### PROBLEM DESCRIPTION
Your job is to copy every line in the material containing the word "that".

### PROVIDED DATA
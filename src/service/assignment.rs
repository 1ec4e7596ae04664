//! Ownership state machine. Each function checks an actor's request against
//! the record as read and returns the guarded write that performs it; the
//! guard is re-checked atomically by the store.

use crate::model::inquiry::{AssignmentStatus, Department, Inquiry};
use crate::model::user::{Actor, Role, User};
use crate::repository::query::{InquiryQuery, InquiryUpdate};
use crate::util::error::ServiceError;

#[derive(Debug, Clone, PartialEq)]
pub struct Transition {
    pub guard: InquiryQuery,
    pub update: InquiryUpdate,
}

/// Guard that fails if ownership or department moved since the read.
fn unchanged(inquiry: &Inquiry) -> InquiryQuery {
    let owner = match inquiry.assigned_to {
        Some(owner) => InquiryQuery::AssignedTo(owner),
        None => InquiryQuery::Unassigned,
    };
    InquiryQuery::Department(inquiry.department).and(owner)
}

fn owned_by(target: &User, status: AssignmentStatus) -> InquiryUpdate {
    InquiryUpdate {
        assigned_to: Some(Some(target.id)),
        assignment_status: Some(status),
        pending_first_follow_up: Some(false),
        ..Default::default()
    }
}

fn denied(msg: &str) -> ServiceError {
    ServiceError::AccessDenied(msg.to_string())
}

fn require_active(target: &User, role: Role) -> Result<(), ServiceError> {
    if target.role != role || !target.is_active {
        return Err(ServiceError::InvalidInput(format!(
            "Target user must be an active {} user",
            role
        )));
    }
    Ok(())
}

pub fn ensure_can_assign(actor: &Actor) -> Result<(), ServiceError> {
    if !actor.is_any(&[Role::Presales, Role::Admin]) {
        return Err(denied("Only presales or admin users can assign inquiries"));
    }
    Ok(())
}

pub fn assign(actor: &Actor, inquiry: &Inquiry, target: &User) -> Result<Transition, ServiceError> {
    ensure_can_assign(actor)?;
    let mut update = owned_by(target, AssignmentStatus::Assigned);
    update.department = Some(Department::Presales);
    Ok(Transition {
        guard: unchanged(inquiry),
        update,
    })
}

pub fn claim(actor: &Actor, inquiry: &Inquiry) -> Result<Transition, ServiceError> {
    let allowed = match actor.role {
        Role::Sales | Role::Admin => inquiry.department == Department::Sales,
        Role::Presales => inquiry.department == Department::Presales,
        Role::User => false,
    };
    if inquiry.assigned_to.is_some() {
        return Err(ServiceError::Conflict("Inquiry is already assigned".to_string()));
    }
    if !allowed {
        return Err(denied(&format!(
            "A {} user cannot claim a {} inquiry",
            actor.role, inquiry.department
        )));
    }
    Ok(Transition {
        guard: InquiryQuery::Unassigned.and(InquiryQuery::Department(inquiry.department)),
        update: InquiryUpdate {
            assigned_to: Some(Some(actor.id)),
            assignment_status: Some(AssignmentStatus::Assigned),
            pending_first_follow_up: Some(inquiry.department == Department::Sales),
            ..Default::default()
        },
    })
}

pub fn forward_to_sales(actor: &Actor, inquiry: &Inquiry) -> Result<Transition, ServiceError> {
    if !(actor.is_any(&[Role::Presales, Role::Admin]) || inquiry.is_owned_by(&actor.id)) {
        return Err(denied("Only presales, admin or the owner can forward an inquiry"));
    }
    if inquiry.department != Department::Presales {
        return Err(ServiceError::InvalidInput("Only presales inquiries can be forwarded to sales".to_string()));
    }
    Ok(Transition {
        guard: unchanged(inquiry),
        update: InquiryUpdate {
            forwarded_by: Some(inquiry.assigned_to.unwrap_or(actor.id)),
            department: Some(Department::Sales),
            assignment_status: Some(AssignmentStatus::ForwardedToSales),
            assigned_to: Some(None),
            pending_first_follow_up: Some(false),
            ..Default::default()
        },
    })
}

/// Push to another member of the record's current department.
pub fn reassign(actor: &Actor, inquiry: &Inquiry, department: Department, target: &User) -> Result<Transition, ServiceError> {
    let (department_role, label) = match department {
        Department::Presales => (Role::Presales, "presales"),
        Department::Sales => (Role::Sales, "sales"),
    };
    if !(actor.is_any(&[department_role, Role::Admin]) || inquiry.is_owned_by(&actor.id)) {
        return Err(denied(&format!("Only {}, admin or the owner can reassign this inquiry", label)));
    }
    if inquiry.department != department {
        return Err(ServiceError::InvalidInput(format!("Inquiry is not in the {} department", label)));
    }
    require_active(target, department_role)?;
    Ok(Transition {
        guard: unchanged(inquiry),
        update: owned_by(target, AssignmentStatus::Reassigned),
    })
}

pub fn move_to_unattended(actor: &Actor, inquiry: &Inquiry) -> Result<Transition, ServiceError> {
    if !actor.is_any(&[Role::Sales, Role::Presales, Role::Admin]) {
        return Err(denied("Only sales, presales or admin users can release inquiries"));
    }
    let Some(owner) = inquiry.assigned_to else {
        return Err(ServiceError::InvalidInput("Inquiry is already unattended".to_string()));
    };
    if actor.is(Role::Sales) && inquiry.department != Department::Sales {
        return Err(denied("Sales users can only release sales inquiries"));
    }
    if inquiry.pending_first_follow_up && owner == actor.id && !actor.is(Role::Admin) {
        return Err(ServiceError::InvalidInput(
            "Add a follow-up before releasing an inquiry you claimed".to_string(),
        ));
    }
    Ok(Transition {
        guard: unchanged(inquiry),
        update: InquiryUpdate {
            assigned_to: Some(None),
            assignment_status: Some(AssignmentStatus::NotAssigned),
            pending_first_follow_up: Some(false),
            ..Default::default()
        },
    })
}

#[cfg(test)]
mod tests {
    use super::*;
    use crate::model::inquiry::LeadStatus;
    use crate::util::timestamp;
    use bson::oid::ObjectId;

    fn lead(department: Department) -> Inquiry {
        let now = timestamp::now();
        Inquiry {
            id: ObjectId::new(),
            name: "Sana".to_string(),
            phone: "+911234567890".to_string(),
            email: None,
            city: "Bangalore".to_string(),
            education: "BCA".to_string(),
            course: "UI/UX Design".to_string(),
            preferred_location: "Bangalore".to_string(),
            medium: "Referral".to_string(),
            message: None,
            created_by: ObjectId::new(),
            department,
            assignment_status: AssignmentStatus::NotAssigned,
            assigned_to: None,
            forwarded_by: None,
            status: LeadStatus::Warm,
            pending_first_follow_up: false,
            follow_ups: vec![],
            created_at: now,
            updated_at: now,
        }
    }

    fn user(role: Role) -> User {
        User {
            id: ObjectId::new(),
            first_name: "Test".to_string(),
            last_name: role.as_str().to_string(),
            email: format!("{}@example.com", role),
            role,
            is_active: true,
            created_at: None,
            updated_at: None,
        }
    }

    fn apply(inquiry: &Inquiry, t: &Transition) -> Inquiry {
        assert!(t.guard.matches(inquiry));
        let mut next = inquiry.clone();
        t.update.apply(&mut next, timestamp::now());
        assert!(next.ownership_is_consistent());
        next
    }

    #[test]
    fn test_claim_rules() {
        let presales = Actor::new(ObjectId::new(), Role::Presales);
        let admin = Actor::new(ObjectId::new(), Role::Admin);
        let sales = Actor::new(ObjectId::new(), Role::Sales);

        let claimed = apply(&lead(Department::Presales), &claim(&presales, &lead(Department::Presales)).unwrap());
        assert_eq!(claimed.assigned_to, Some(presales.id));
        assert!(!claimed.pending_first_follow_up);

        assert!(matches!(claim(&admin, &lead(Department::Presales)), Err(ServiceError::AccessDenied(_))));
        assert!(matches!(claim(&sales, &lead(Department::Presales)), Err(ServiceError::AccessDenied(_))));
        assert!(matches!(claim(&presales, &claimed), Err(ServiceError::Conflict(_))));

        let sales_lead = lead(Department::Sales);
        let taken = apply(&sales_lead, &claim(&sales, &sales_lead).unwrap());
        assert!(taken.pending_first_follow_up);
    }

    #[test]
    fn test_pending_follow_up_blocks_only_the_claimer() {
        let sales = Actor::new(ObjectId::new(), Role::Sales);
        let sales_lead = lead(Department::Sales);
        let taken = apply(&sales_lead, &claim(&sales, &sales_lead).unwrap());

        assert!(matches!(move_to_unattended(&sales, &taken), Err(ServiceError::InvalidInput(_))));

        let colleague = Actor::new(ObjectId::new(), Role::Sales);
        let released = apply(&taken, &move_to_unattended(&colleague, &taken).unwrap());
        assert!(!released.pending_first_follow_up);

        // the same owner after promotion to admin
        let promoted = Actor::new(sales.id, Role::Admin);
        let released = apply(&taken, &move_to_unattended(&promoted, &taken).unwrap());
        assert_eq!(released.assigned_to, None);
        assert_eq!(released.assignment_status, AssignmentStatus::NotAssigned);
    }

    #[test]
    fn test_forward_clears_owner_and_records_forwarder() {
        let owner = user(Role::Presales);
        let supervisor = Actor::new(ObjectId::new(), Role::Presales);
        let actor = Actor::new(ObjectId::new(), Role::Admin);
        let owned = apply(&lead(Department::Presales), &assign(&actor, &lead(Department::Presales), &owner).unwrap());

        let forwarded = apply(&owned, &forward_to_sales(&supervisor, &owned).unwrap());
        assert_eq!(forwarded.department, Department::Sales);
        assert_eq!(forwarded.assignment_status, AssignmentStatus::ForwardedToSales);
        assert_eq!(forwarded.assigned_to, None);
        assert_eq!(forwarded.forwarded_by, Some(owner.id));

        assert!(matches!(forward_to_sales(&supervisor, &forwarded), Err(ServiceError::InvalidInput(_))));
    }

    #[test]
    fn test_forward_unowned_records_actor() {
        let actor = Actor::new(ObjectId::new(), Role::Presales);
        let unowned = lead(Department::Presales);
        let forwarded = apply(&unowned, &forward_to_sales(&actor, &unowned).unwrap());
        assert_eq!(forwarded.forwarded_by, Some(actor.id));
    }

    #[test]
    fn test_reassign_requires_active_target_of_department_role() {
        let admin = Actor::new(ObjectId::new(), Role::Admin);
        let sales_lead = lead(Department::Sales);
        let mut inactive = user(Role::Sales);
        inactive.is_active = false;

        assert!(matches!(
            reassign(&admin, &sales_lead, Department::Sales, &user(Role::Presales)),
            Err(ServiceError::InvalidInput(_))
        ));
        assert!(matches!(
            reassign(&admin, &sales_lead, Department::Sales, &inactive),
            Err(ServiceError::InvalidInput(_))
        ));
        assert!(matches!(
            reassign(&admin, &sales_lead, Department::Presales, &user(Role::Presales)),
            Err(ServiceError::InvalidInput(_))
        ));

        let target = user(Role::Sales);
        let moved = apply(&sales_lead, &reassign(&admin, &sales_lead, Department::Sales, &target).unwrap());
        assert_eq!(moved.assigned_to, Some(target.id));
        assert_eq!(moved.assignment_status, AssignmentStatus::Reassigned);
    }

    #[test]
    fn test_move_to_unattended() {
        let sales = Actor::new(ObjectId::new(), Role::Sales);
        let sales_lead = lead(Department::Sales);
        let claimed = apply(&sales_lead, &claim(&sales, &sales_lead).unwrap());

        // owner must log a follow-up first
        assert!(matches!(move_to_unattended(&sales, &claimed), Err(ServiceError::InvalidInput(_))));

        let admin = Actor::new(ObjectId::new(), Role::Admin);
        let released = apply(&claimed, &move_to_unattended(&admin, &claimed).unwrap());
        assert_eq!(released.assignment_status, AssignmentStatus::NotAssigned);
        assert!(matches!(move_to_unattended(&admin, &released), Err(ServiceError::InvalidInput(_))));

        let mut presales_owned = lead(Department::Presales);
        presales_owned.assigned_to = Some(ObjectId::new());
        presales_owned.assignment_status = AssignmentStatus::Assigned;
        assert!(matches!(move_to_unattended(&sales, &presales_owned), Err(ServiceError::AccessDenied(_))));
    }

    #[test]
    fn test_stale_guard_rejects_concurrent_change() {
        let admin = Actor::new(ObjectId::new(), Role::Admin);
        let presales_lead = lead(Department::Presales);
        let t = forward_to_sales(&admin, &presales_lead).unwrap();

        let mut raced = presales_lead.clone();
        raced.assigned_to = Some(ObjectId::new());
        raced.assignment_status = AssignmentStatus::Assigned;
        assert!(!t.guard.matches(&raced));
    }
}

...

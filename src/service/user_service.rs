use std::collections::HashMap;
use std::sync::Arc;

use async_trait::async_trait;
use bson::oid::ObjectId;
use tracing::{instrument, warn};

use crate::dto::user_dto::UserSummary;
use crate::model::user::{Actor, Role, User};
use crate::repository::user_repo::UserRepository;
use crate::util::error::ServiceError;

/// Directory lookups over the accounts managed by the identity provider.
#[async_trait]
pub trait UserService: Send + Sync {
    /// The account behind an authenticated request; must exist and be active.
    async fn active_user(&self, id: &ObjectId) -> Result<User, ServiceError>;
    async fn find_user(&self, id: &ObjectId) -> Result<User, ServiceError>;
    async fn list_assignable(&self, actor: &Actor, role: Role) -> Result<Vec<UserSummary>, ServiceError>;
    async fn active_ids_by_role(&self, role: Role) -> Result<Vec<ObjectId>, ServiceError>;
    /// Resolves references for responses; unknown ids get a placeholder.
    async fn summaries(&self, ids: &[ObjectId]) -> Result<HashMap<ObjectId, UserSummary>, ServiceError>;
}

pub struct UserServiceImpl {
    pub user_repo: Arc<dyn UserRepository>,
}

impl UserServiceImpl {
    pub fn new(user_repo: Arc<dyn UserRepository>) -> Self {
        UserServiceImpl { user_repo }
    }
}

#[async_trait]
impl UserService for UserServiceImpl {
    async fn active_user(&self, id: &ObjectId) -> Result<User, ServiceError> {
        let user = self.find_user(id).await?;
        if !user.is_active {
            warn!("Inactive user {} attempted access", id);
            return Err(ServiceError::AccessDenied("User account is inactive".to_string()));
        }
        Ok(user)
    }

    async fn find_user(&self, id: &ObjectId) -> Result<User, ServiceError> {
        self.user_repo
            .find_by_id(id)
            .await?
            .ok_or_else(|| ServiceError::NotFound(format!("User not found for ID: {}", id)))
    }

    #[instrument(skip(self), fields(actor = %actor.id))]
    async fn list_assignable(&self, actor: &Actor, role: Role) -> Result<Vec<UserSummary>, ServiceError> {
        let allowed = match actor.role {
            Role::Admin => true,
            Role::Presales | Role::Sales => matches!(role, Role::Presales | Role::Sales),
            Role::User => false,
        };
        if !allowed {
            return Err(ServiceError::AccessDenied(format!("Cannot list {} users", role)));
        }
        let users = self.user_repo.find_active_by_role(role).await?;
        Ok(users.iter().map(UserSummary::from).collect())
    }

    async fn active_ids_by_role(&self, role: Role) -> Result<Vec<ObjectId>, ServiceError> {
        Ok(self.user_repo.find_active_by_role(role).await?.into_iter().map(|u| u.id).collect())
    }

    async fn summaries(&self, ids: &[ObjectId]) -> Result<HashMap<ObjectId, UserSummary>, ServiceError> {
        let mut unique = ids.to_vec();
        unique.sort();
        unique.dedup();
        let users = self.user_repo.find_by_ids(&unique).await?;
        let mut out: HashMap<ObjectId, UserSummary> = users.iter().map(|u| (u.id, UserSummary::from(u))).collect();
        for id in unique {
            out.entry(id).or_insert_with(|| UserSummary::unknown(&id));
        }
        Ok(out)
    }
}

### ANSWER TO THIS EXERCISE
//! the record as read and returns the guarded write that performs it; the
/// Guard that fails if ownership or department moved since the read.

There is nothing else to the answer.